Membrane and surface interactions of Alzheimer's Aβ peptide - insights into the mechanism of cytotoxicity

Alzheimer's disease is the most common form of dementia and its pathological hallmarks include the loss of neurones through cell death, as well as the accumulation of amyloid fibres in the form of extracellular neuritic plaques. Amyloid fibrils are composed of the amyloid-beta peptide (A beta), which is known to assemble to form 'toxic' oligomers that may be central to disease pathology. A beta is produced by cleavage from the amyloid precursor protein within the transmembrane region, and the cleaved peptide may retain some membrane affinity. It has been shown that A beta is capable of specifically binding to phospholipid membranes with a relatively high affinity, and that modulation of the composition of the membrane can alter both membrane-amyloid interactions and toxicity.

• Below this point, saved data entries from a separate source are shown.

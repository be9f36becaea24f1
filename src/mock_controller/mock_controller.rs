//! Mock motor controller.
//!
//! Simulates the azimuth and shutter stepper controllers behind a single
//! byte stream speaking the framed, checksummed wire protocol. The binary
//! serves it over TCP so the daemon can be exercised without hardware;
//! tests drive it over in-memory duplex streams.

use std::sync::{Arc, Mutex};

use tokio::{
    io::{AsyncRead, AsyncReadExt, AsyncWrite, AsyncWriteExt},
    net::TcpListener,
    task,
    time::{sleep, Duration},
};

use crate::{
    error::{DomeError, DomeResult},
    motor_cmd_regex::MotorCmdRegex,
    motor_command::{MotorCmd, SHUTTER_CLOSED_LIMIT_BIT, SHUTTER_OPEN_LIMIT_BIT},
    serial_link::checksum,
};

const FRAME_BYTE: u8 = 0x0A;
const ACK_BYTE: u8 = 0x06;
const NAK_BYTE: u8 = 0x15;
const REBOOT_BYTE: u8 = 0x03;

// How much the azimuth motor can move per cycle.
// 1 cycle is 50 milliseconds when served by run_mock_controller.
const AZIMUTH_STEPS_PER_CYCLE: i64 = 300;
// How much the shutter motor can move per cycle.
const SHUTTER_STEPS_PER_CYCLE: i64 = 200;
// Step count between the shutter limit switches.
const SHUTTER_TRAVEL: i64 = 20_000;
// Cycles a home seek takes before the switch asserts.
const HOMING_CYCLES: i64 = 3;

#[derive(Debug)]
pub struct MockMotors {
    azimuth_steps: i64,
    azimuth_target: i64,
    homing_cycles_left: i64,
    shutter_position: i64,
    shutter_remaining: i64,
}

impl MockMotors {
    pub fn new() -> MockMotors {
        MockMotors {
            azimuth_steps: 0,
            azimuth_target: 0,
            homing_cycles_left: 0,
            shutter_position: 0,
            shutter_remaining: 0,
        }
    }

    fn azimuth_moving(&self) -> bool {
        self.homing_cycles_left > 0 || self.azimuth_steps != self.azimuth_target
    }

    fn shutter_limits(&self) -> u32 {
        let mut limits = 0;
        if self.shutter_position <= 0 {
            limits |= 1 << SHUTTER_CLOSED_LIMIT_BIT;
        }
        if self.shutter_position >= SHUTTER_TRAVEL {
            limits |= 1 << SHUTTER_OPEN_LIMIT_BIT;
        }
        limits
    }

    fn shutter_velocity(&self) -> i64 {
        self.shutter_remaining.signum() * SHUTTER_STEPS_PER_CYCLE
    }

    /// Power-on reset: the step registers clear but the shutter stays where
    /// it physically is.
    pub fn reboot(&mut self) {
        self.azimuth_steps = 0;
        self.azimuth_target = 0;
        self.homing_cycles_left = 0;
        self.shutter_remaining = 0;
    }

    pub fn handle_command(&mut self, cmd: MotorCmd) -> Option<String> {
        match cmd {
            MotorCmd::ShutterMoving => {
                Some(if self.shutter_remaining != 0 { "1" } else { "0" }.to_string())
            }
            MotorCmd::ShutterVelocity => Some(self.shutter_velocity().to_string()),
            MotorCmd::ShutterLimits => Some(self.shutter_limits().to_string()),
            MotorCmd::AzimuthMoving => {
                Some(if self.azimuth_moving() { "1" } else { "0" }.to_string())
            }
            MotorCmd::AzimuthPosition => Some(self.azimuth_steps.to_string()),
            MotorCmd::ZeroAzimuthCounter => {
                self.azimuth_steps = 0;
                self.azimuth_target = 0;
                None
            }
            MotorCmd::MoveShutter(steps) => {
                self.shutter_remaining = steps;
                None
            }
            MotorCmd::MoveAzimuth(steps) => {
                self.azimuth_target = steps;
                None
            }
            MotorCmd::StopShutter => {
                self.shutter_remaining = 0;
                None
            }
            MotorCmd::StopAzimuth => {
                self.azimuth_target = self.azimuth_steps;
                None
            }
            MotorCmd::HomeAzimuth => {
                self.homing_cycles_left = HOMING_CYCLES;
                None
            }
            MotorCmd::Unknown => None,
        }
    }

    /// Advance the simulated motors by one cycle.
    pub fn tick(&mut self) {
        if self.homing_cycles_left > 0 {
            self.homing_cycles_left -= 1;
            if self.homing_cycles_left == 0 {
                // the seek stops on the switch wherever the register happens
                // to be; the host zeroes it afterwards
                self.azimuth_target = self.azimuth_steps;
            }
        } else if self.azimuth_steps != self.azimuth_target {
            let remaining = self.azimuth_target - self.azimuth_steps;
            let step = remaining.signum() * remaining.abs().min(AZIMUTH_STEPS_PER_CYCLE);
            self.azimuth_steps += step;
        }

        if self.shutter_remaining != 0 {
            let step = self.shutter_remaining.signum()
                * self.shutter_remaining.abs().min(SHUTTER_STEPS_PER_CYCLE);
            self.shutter_position += step;
            self.shutter_remaining -= step;

            if self.shutter_position <= 0 {
                self.shutter_position = 0;
                // closed limit switch stops the motor
                if step < 0 {
                    self.shutter_remaining = 0;
                }
            }
            if self.shutter_position >= SHUTTER_TRAVEL {
                self.shutter_position = SHUTTER_TRAVEL;
                if step > 0 {
                    self.shutter_remaining = 0;
                }
            }
        }
    }
}

impl Default for MockMotors {
    fn default() -> MockMotors {
        MockMotors::new()
    }
}

/// Serve the wire protocol on one stream until it closes.
pub async fn serve_stream<S: AsyncRead + AsyncWrite + Unpin>(
    mut stream: S,
    motors: Arc<Mutex<MockMotors>>,
) -> DomeResult<()> {
    let motor_cmd_regex = MotorCmdRegex::new();
    let mut byte = [0u8; 1];

    loop {
        match stream.read(&mut byte).await {
            Ok(0) => return Ok(()),
            Ok(_) => {}
            Err(error) => return Err(DomeError::new(&error.to_string())),
        }

        match byte[0] {
            REBOOT_BYTE => {
                motors.lock().unwrap().reboot();
            }
            FRAME_BYTE => {
                let mut frame = Vec::new();
                loop {
                    match stream.read(&mut byte).await {
                        Ok(0) => return Ok(()),
                        Ok(_) => {}
                        Err(error) => return Err(DomeError::new(&error.to_string())),
                    }
                    if byte[0] == FRAME_BYTE {
                        break;
                    }
                    frame.push(byte[0]);
                }

                if frame.is_empty() {
                    continue;
                }

                let (payload, frame_checksum) = frame.split_at(frame.len() - 1);
                let cmd_text = String::from_utf8_lossy(payload).to_string();

                if frame_checksum[0] != checksum(payload) {
                    log::warn!("Bad checksum for command: {cmd_text}.");
                    stream.write_all(&[NAK_BYTE]).await?;
                    continue;
                }

                let motor_cmd = motor_cmd_regex.into_motor_cmd(&cmd_text);
                if matches!(motor_cmd, MotorCmd::Unknown) {
                    log::warn!("Unknown motor command: {cmd_text}.");
                    stream.write_all(&[NAK_BYTE]).await?;
                    continue;
                }

                let reply = motors.lock().unwrap().handle_command(motor_cmd);

                stream.write_all(&[ACK_BYTE]).await?;
                if let Some(value) = reply {
                    let mut line = value.into_bytes();
                    line.push(checksum(&line));
                    line.extend_from_slice(b"\r\n");
                    stream.write_all(&line).await?;
                }
                stream.flush().await?;
            }
            _ => {}
        }
    }
}

pub async fn run_mock_controller(port: u16) -> DomeResult<()> {
    let listener = TcpListener::bind(&format!("127.0.0.1:{port}")).await?;
    let motors = Arc::new(Mutex::new(MockMotors::new()));

    let simulated_motors = Arc::clone(&motors);
    task::spawn(async move {
        loop {
            simulated_motors.lock().unwrap().tick();
            sleep(Duration::from_millis(50)).await;
        }
    });

    log::info!("Mock motor controller listening on port {port}.");

    loop {
        let (socket, peer) = listener.accept().await?;
        log::info!("Accepted connection from {peer}.");
        let motors = Arc::clone(&motors);
        task::spawn(async move {
            if let Err(error) = serve_stream(socket, motors).await {
                log::warn!("Connection from {peer} ended: {error}.");
            }
        });
    }
}

#[cfg(test)]
mod tests {
    use super::*;
    use crate::serial_link::SerialLink;
    use tokio::io::duplex;

    #[test]
    fn test_mock_motors_initial_state() {
        let motors = MockMotors::new();

        assert!(!motors.azimuth_moving());
        assert_eq!(motors.shutter_limits(), 1 << SHUTTER_CLOSED_LIMIT_BIT);
        assert_eq!(motors.shutter_velocity(), 0);
    }

    #[test]
    fn test_mock_motors_azimuth_move() {
        let mut motors = MockMotors::new();

        motors.handle_command(MotorCmd::MoveAzimuth(500));
        assert!(motors.azimuth_moving());

        motors.tick();
        assert_eq!(motors.azimuth_steps, 300);
        motors.tick();
        assert_eq!(motors.azimuth_steps, 500);
        assert!(!motors.azimuth_moving());
    }

    #[test]
    fn test_mock_motors_azimuth_stop() {
        let mut motors = MockMotors::new();

        motors.handle_command(MotorCmd::MoveAzimuth(5000));
        motors.tick();
        motors.handle_command(MotorCmd::StopAzimuth);

        assert!(!motors.azimuth_moving());
        assert_eq!(motors.azimuth_steps, 300);
    }

    #[test]
    fn test_mock_motors_shutter_hits_open_limit() {
        let mut motors = MockMotors::new();

        motors.handle_command(MotorCmd::MoveShutter(100_000_000));
        assert_eq!(
            motors.handle_command(MotorCmd::ShutterMoving),
            Some("1".to_string())
        );
        assert!(motors.shutter_velocity() > 0);

        for _ in 0..(SHUTTER_TRAVEL / SHUTTER_STEPS_PER_CYCLE + 1) {
            motors.tick();
        }

        assert_eq!(motors.shutter_position, SHUTTER_TRAVEL);
        assert_eq!(motors.shutter_remaining, 0);
        assert_eq!(motors.shutter_limits(), 1 << SHUTTER_OPEN_LIMIT_BIT);
    }

    #[test]
    fn test_mock_motors_shutter_close_from_partial() {
        let mut motors = MockMotors::new();

        motors.handle_command(MotorCmd::MoveShutter(100_000_000));
        motors.tick();
        motors.handle_command(MotorCmd::StopShutter);
        assert_eq!(motors.shutter_limits(), 0);

        motors.handle_command(MotorCmd::MoveShutter(-100_000_000));
        assert!(motors.shutter_velocity() < 0);
        motors.tick();
        motors.tick();

        assert_eq!(motors.shutter_position, 0);
        assert_eq!(motors.shutter_limits(), 1 << SHUTTER_CLOSED_LIMIT_BIT);
    }

    #[test]
    fn test_mock_motors_home_and_zero() {
        let mut motors = MockMotors::new();
        motors.azimuth_steps = 700;
        motors.azimuth_target = 700;

        motors.handle_command(MotorCmd::HomeAzimuth);
        assert!(motors.azimuth_moving());
        for _ in 0..HOMING_CYCLES {
            motors.tick();
        }
        assert!(!motors.azimuth_moving());

        motors.handle_command(MotorCmd::ZeroAzimuthCounter);
        assert_eq!(
            motors.handle_command(MotorCmd::AzimuthPosition),
            Some("0".to_string())
        );
    }

    #[test]
    fn test_mock_motors_reboot_keeps_shutter_position() {
        let mut motors = MockMotors::new();
        motors.handle_command(MotorCmd::MoveShutter(100_000_000));
        motors.tick();
        motors.handle_command(MotorCmd::MoveAzimuth(500));
        motors.tick();

        motors.reboot();

        assert_eq!(motors.azimuth_steps, 0);
        assert!(!motors.azimuth_moving());
        assert_eq!(motors.shutter_position, SHUTTER_STEPS_PER_CYCLE);
        assert_eq!(motors.shutter_remaining, 0);
    }

    #[tokio::test]
    async fn test_serve_stream_round_trip() {
        let (local, remote) = duplex(1024);
        let motors = Arc::new(Mutex::new(MockMotors::new()));
        let served = Arc::clone(&motors);
        task::spawn(async move {
            let _ = serve_stream(remote, served).await;
        });

        let mut link =
            SerialLink::from_stream(Box::new(local), Duration::from_millis(250), 1);

        let position = link.send_command("APR P", true).await.unwrap();
        assert_eq!(position, Some("0".to_string()));

        link.send_command("AMA 500", false).await.unwrap();
        motors.lock().unwrap().tick();
        motors.lock().unwrap().tick();

        let position = link.send_command("APR P", true).await.unwrap();
        assert_eq!(position, Some("500".to_string()));

        let moving = link.send_command("APR MV", true).await.unwrap();
        assert_eq!(moving, Some("0".to_string()));
    }

    #[tokio::test]
    async fn test_serve_stream_rejects_unknown_command() {
        let (local, remote) = duplex(1024);
        let motors = Arc::new(Mutex::new(MockMotors::new()));
        task::spawn(async move {
            let _ = serve_stream(remote, motors).await;
        });

        let mut link =
            SerialLink::from_stream(Box::new(local), Duration::from_millis(250), 1);

        let reply = link.send_command("QQQ 1", false).await;

        assert!(reply.is_err());
    }
}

Various biomimetic membrane models have been used (e. g. lipid vesicles in solution and tethered lipid bilayers) to examine the binding and interactions between A beta and the membrane surfaces, as well as the resulting permeation. Oligomeric A beta has been observed to bind more avidly to membranes and cause greater permeation than fibrillar A beta. We review some of the recent advances in studying A beta-membrane interactions and discuss their implications with respect to understanding the causes of Alzheimer's disease.